Kisah ini adalah kisah tentang dua sosok yang sama-sama dimiliki oleh orang yang sama, sebut saja namanya Mas Joko (bukan nama saya), yang memberikan perhatian berbeda pada keduanya, yang dirasa tak adil oleh salah satu pihak, namun pihak satunya berkeras bahwa itu bukan masalah. Dialog ini hanyalah fiktif belaka, namun didasarkan pada kisah nyata yang sering terjadi di sekitar kita. Mari kita simak kisahnya:
  • Mus : Hen, aku nggak nyaman dengan keadaan ini. Mas Joko mulai nggak adil
  • Hen : Nggak adil gimana sih Mus?
  • Mus : Ya itu, dia selalu perhatian sama kamu, kamu diajak kemana-mana, tiap hari dari bangun pagi sampai mau tidur lagi
  • Hen :tapi kamu kan juga masih diperhatiin Mus
  • Mus : Iya, tapi masa selama habis maghrib aja sih. Sementara kamu, setiap saat Hen
  • Hen : udahlah Mus, emang jamannya udah gini, kamu ikhlas ya
  • Mus : nggak bisa gitu Hen, aku kenal dia duluan, tapi kenapa akhir-akhir ini kamu lebih diperhatiin daripada aku
  • Hen : udahlah Mus, nyatanya aku memang lebih menarik kok . . .
  • Mus : tapi aku lebih bermanfaat Hen, aku selalu ngingetin dia, nasihatin dia, sementara kamu, ah . . kamu emang paling pinter kalau bikin di alalai Hen
  • Hen : Aku juga ngingetin dia kok Mus . . 
  • Mus : tapi kamu lebih sering ajak dia ke urusin dunia melulu. Ajakan reuni lah, urusan bisnis lah, nggak adil Hen
  • Hen : Udahlah Mus, memang kita dasarnya berbeda . . .
  • Mus : Enggak Hen, aku cume menuntut keadilan aja, ini demi dia juga
  • dan seterusnya dialog ini nggak akan ketemu titik akhirnya kalo diterusin
Sampai titik ini, mungkin pembaca berpikir ini adalah cuplikan dialog sinetron bertema poligami. Namun bukan. Mungkin pembaca ada yang menduga nama lengkap kedua tokoh yang berdialog di atas adalah Muzdalifah dan Henny, atau semacamnya. Sayang sekali, tebakan pembaca lagi-lagi salah.
"Nama lengkap" kedua tokoh dalam dialog di atas adalah MUShaf dan HENpon.

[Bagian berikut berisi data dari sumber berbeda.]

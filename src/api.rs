//! The generic CRUD engine.
//!
//! [`Api`] owns the transport and base URL; [`Endpoint`] binds it to one
//! resource path and implements list, find, create, update, delete and
//! toggle for any [`Resource`] type. Every operation is a single exchange:
//! nothing is retried, cached or batched here.

use base64::Engine as _;
use http::{HeaderMap, HeaderName, HeaderValue, Method, StatusCode};
use serde::de::DeserializeOwned;
use std::sync::Arc;
use std::time::{Duration, Instant};
use url::Url;

use crate::{
    classify::classify, envelope, metadata::RequestMetadata, params::Params, Error, RawResponse,
    Resource, Result, Toggle, Transport,
};

const HOSTED_BASE_URL_TEMPLATE: &str = "https://{}.harvestapp.com/";

/// A configured connection to one Harvest account.
///
/// Cheap to clone; clones share the transport.
///
/// # Examples
///
/// ```no_run
/// use harvest::{Api, Params, User};
/// use std::time::Duration;
///
/// # async fn example() -> Result<(), harvest::Error> {
/// let api = Api::builder()
///     .subdomain("acme")?
///     .basic_auth("me@example.com", "secret")?
///     .timeout(Duration::from_secs(30))
///     .build()?;
///
/// let people = api.endpoint("people");
/// let mut params = Params::new();
/// params.page(1);
/// let users: Vec<User> = people.all(Some(&params)).await?;
/// println!("{} users", users.len());
/// # Ok(())
/// # }
/// ```
#[derive(Clone)]
pub struct Api {
    inner: Arc<ApiInner>,
}

struct ApiInner {
    transport: Box<dyn Transport>,
    base_url: Url,
    default_headers: HeaderMap,
}

impl Api {
    /// Creates a new `ApiBuilder` for configuring an API connection.
    pub fn builder() -> ApiBuilder {
        ApiBuilder::new()
    }

    /// The base URL every path is resolved against.
    pub fn base_url(&self) -> &Url {
        &self.inner.base_url
    }

    /// Binds the engine to one resource path such as `"people"`.
    pub fn endpoint(&self, path: impl Into<String>) -> Endpoint {
        Endpoint {
            api: self.clone(),
            path: path.into().trim_matches('/').to_string(),
        }
    }

    /// Sends one request and reads the whole response.
    ///
    /// Transport failures are returned as they are; the status code is not
    /// inspected here.
    pub async fn execute(&self, metadata: RequestMetadata) -> Result<RawResponse> {
        let method = metadata.method.clone();
        let request = metadata.into_request(&self.inner.base_url, &self.inner.default_headers)?;

        tracing::debug!(
            method = %method,
            url = %request.uri(),
            "Executing HTTP request"
        );

        let start_time = Instant::now();
        let response = match self.inner.transport.send(request).await {
            Ok(response) => response,
            Err(e) => {
                tracing::warn!(error = %e, method = %method, "Request failed");
                return Err(e);
            }
        };
        let latency = start_time.elapsed();

        let (parts, body) = response.into_parts();
        tracing::info!(
            status = parts.status.as_u16(),
            latency_ms = latency.as_millis(),
            "Received HTTP response"
        );

        Ok(RawResponse::new(parts.status, parts.headers, body, latency))
    }
}

/// The CRUD engine bound to one resource path.
///
/// The resource type is chosen per call, so one endpoint value can serve
/// any type whose envelope the path speaks.
#[derive(Clone)]
pub struct Endpoint {
    api: Api,
    path: String,
}

impl Endpoint {
    /// The resource path, without leading or trailing slashes.
    pub fn path(&self) -> &str {
        &self.path
    }

    fn member_path(&self, id: u64) -> String {
        format!("{}/{}", self.path, id)
    }

    /// Lists every resource at the endpoint.
    ///
    /// Any 2xx status is decoded as an array of envelopes; anything else is
    /// classified.
    pub async fn all<T>(&self, params: Option<&Params>) -> Result<Vec<T>>
    where
        T: DeserializeOwned,
    {
        let metadata = with_params(RequestMetadata::new(Method::GET, &self.path), params);
        let response = self.api.execute(metadata).await?;

        if !response.status.is_success() {
            return Err(classify(&response));
        }

        envelope::decode_list_into(&response.body).map_err(|e| decode_error(&response, e))
    }

    /// Fetches the resource with the given id.
    ///
    /// A `404` is reported as [`Error::NotFound`] with the default message
    /// without reading the body.
    pub async fn find<T>(&self, id: u64, params: Option<&Params>) -> Result<T>
    where
        T: DeserializeOwned,
    {
        let metadata = with_params(
            RequestMetadata::new(Method::GET, self.member_path(id)),
            params,
        );
        let response = self.api.execute(metadata).await?;

        match response.status {
            StatusCode::NOT_FOUND => {
                tracing::debug!(path = %self.path, id, "Resource not found");
                Err(Error::not_found(None))
            }
            StatusCode::OK => {
                envelope::decode_into(&response.body).map_err(|e| decode_error(&response, e))
            }
            _ => Err(classify(&response)),
        }
    }

    /// Creates `resource` and stores the server-issued id on it.
    ///
    /// The id comes from the `Location` header of the `201 Created` response.
    /// A `201` without a parseable id is [`Error::MissingIdentifier`] and
    /// leaves the resource untouched.
    pub async fn create<T>(&self, resource: &mut T) -> Result<u64>
    where
        T: Resource,
    {
        let body = encode(resource)?;
        let metadata = RequestMetadata::new(Method::POST, &self.path).with_body(body);
        let response = self.api.execute(metadata).await?;

        if response.status != StatusCode::CREATED {
            return Err(classify(&response));
        }

        match response.location_id() {
            Some(id) => {
                resource.set_id(id);
                Ok(id)
            }
            None => {
                let location = response
                    .header(http::header::LOCATION.as_str())
                    .map(str::to_string);
                tracing::error!(
                    location = ?location,
                    path = %self.path,
                    "Created resource has no id"
                );
                Err(Error::MissingIdentifier { location })
            }
        }
    }

    /// Saves `resource` under its current id.
    pub async fn update<T>(&self, resource: &T) -> Result<()>
    where
        T: Resource,
    {
        self.send_member(Method::PUT, resource).await
    }

    /// Deletes the resource with `resource`'s id.
    pub async fn delete<T>(&self, resource: &T) -> Result<()>
    where
        T: Resource,
    {
        self.send_member(Method::DELETE, resource).await
    }

    /// Flips the resource's active state on the server.
    ///
    /// On success the same flip is applied to `resource` without fetching it
    /// again, and the new state is returned. On failure `resource` is left
    /// as it was.
    pub async fn toggle<T>(&self, resource: &mut T) -> Result<bool>
    where
        T: Toggle,
    {
        self.send_member(Method::POST, resource).await?;
        Ok(resource.toggle_active())
    }

    async fn send_member<T>(&self, method: Method, resource: &T) -> Result<()>
    where
        T: Resource,
    {
        let body = encode(resource)?;
        let metadata =
            RequestMetadata::new(method, self.member_path(resource.id())).with_body(body);
        let response = self.api.execute(metadata).await?;

        if response.status == StatusCode::OK {
            Ok(())
        } else {
            Err(classify(&response))
        }
    }
}

fn with_params(metadata: RequestMetadata, params: Option<&Params>) -> RequestMetadata {
    match params {
        Some(params) => metadata.with_params(params.clone()),
        None => metadata,
    }
}

fn encode<T: Resource>(resource: &T) -> Result<Vec<u8>> {
    envelope::encode(resource).map_err(|e| Error::SerializationFailed(e.to_string()))
}

pub(crate) fn decode_error(response: &RawResponse, e: serde_json::Error) -> Error {
    let raw_response = response.text();
    tracing::error!(
        error = %e,
        raw_response = %raw_response,
        "Failed to deserialize response"
    );

    Error::DeserializationFailed {
        raw_response,
        serde_error: e.to_string(),
        status: response.status,
    }
}

/// Builder for configuring and creating an [`Api`].
///
/// # Examples
///
/// ```no_run
/// use harvest::ApiBuilder;
/// use std::time::Duration;
///
/// # fn example() -> Result<(), harvest::Error> {
/// let api = ApiBuilder::new()
///     .base_url("https://acme.harvestapp.com")?
///     .default_header("User-Agent", "my-app/1.0")?
///     .timeout(Duration::from_secs(30))
///     .build()?;
/// # Ok(())
/// # }
/// ```
pub struct ApiBuilder {
    base_url: Option<Url>,
    default_headers: HeaderMap,
    transport: Option<Box<dyn Transport>>,
    timeout: Option<Duration>,
}

impl ApiBuilder {
    /// Creates a new `ApiBuilder` with default settings.
    pub fn new() -> Self {
        Self {
            base_url: None,
            default_headers: HeaderMap::new(),
            transport: None,
            timeout: None,
        }
    }

    /// Sets the base URL for all requests.
    ///
    /// A trailing `/` is added if missing so resource paths are resolved
    /// below it.
    ///
    /// # Errors
    ///
    /// Returns an error if the URL is invalid.
    pub fn base_url(mut self, url: impl AsRef<str>) -> Result<Self> {
        let mut url = Url::parse(url.as_ref())?;
        if !url.path().ends_with('/') {
            let path = format!("{}/", url.path());
            url.set_path(&path);
        }
        self.base_url = Some(url);
        Ok(self)
    }

    /// Sets the base URL from an account subdomain.
    ///
    /// `"acme"` becomes `https://acme.harvestapp.com/`; a value containing a
    /// dot is taken as a full URL.
    ///
    /// # Errors
    ///
    /// Returns an error if the subdomain is blank or the URL is invalid.
    pub fn subdomain(self, subdomain: &str) -> Result<Self> {
        let subdomain = subdomain.trim();
        if subdomain.is_empty() {
            return Err(Error::ConfigurationError(
                "Subdomain can't be blank".to_string(),
            ));
        }
        if subdomain.contains('.') {
            self.base_url(subdomain)
        } else {
            self.base_url(HOSTED_BASE_URL_TEMPLATE.replace("{}", subdomain))
        }
    }

    /// Adds a default header that will be included in all requests.
    ///
    /// # Errors
    ///
    /// Returns an error if the header name or value is invalid.
    pub fn default_header(
        mut self,
        name: impl AsRef<str>,
        value: impl AsRef<str>,
    ) -> Result<Self> {
        let name = HeaderName::try_from(name.as_ref())
            .map_err(|e| Error::ConfigurationError(format!("Invalid header name: {}", e)))?;
        let value = HeaderValue::try_from(value.as_ref())
            .map_err(|e| Error::ConfigurationError(format!("Invalid header value: {}", e)))?;
        self.default_headers.insert(name, value);
        Ok(self)
    }

    /// Authenticates every request with HTTP basic auth.
    ///
    /// # Errors
    ///
    /// Returns an error if the credentials produce an invalid header value.
    pub fn basic_auth(mut self, username: &str, password: &str) -> Result<Self> {
        let credentials =
            base64::engine::general_purpose::STANDARD.encode(format!("{}:{}", username, password));
        let mut value = HeaderValue::try_from(format!("Basic {}", credentials))
            .map_err(|e| Error::ConfigurationError(format!("Invalid credentials: {}", e)))?;
        value.set_sensitive(true);
        self.default_headers.insert(http::header::AUTHORIZATION, value);
        Ok(self)
    }

    /// Uses a custom transport instead of a default `reqwest::Client`.
    pub fn transport(mut self, transport: impl Transport + 'static) -> Self {
        self.transport = Some(Box::new(transport));
        self
    }

    /// Sets the request timeout of the default transport.
    ///
    /// Ignored when a custom transport is supplied.
    pub fn timeout(mut self, timeout: Duration) -> Self {
        self.timeout = Some(timeout);
        self
    }

    /// Builds the configured `Api`.
    ///
    /// # Errors
    ///
    /// Returns an error if no base URL was provided or if the default
    /// transport cannot be constructed.
    pub fn build(self) -> Result<Api> {
        let base_url = self
            .base_url
            .ok_or_else(|| Error::ConfigurationError("Base URL is required".to_string()))?;

        let transport: Box<dyn Transport> = match self.transport {
            Some(transport) => transport,
            None => {
                let mut builder = reqwest::Client::builder();
                if let Some(timeout) = self.timeout {
                    builder = builder.timeout(timeout);
                }
                let http_client = builder.build().map_err(|e| {
                    Error::ConfigurationError(format!("Failed to build HTTP client: {}", e))
                })?;
                Box::new(http_client)
            }
        };

        Ok(Api {
            inner: Arc::new(ApiInner {
                transport,
                base_url,
                default_headers: self.default_headers,
            }),
        })
    }
}

impl Default for ApiBuilder {
    fn default() -> Self {
        Self::new()
    }
}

Ya, dialog fiktif di atas adalah gambaran bagaimana kecemburuan yang dialami mushaf Al-Qur'an terhadan Henpon alias ponsel, yang kita miliki kedua-duanya, namun kita perlakukan berbeda. Ketika henpon kita perlakukan bak belahan jiwa (kalo ketinggalan henpon aja bingungnya minta ampun, batere tinggal dikit aja paniknya kebangetan), sementara mushaf kita sering teronggok saja di sudut kamar tanpa kita ingat kapan terakhir kali memegangnya, apalagi membacanya.
Ketika kita lebih sering sibuk dengan henpon kita daripada mushaf kita, sadarkah kita, bahwa ada yang salah dengan diri kita?

Ketika mushaf Al-Qur'am kita yang penuh hikmah dan kebenaran jarang kita baca, sementara henpon yang penuh hiburan dan tipu daya yang melenakan kita dari akhirat begitu kita sayangi bagai belahan hati. Memang, banyak di antara kita yang 'memushafkan' ponselnya (memasukkan aplikasi Al-Qur'an ke dalam ponsel pintar agar bisa mengaji di mana saja dan kapan saja dengan lebih praktis, alhamdulillah banyak yang begitu), namun berapa banyak yang menjadikan ponselnya tak lebih dari gadget yang memfasilitasi ghibah secara online, memperdengarkan musik-musik mistik gubahan antek zionis, film-film propoganda, dan permainan-permainan melenakan? Berapa jam sehari kita habiskan bersama si Hen alias henpon kita, dan berapa lama yang kita habiskan untuk bermesraan dengan Mus alias mushaf kita yang penuh hikmah?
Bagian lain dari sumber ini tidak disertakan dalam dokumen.